Borderline cases in medical devices are considered to be those where it is not clear from the outset whether a given product is or is not a medical device. The European Commission released recently an update of the manual on borderline cases. Despite the fact that this is not legally binding, there is a high risk of similar product being challenged once they have been classified as non-medical device in the manual. However, only the European Court of Justice (ECJ) can provide an authoritative interpretation of Community law.
An example of these borderline cases is D-mannose. D-mannose was introduced in the EU market in 2015 as a medical device Class IIa for the prevention of urinary tract infections (UTIs). However, based on the scientific data available, the interaction between D-mannose and FimH (a cellular constituent of the fimbria of Escherichia coli present within the user’s body) is due to a pharmacological mode of action and not by a mechanical or physical action. Escherichia coli is the main cause of UTIs. Thus, medical devices containing D-mannose do not meet the definition of a medical device and should, therefore, not be marketed in this category.

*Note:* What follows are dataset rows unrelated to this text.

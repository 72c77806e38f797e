// Reusable building blocks for the landing sections
// Developed by the Qreater team (c)2025

mod anchor;
mod command_box;
mod cta_box;
mod rich_text;
mod scenario_box;
mod scheduler;

pub use anchor::scroll_to_anchor;
pub use command_box::CommandBox;
pub use cta_box::CtaBox;
pub use rich_text::RichText;
pub use scenario_box::ScenarioBox;
pub use scheduler::BrowserScheduler;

Another interesting example included in this manual is mineral salt (zeolite), which is used in suspension formulation of medical device products intended to reduce the effect of alcohol. This product is to be taken before the consumption of alcohol with the purpose of reducing the blood ethanol content. According to the manufacturer, the product is a medical device because it prevents and reduces the risk of developing diseases such as hepatic cirrhosis, arterial hypertension, or ischemic/ haemorrhagic ictus by physically binding ethanol. However, reducing the absorption of ethylic alcohol in the blood is not considered a medical purpose. Thus, this product does not fit the definition of medical device, according to Article 1.2 of Directive 93/42/EEC, and thus should not be marketed as such.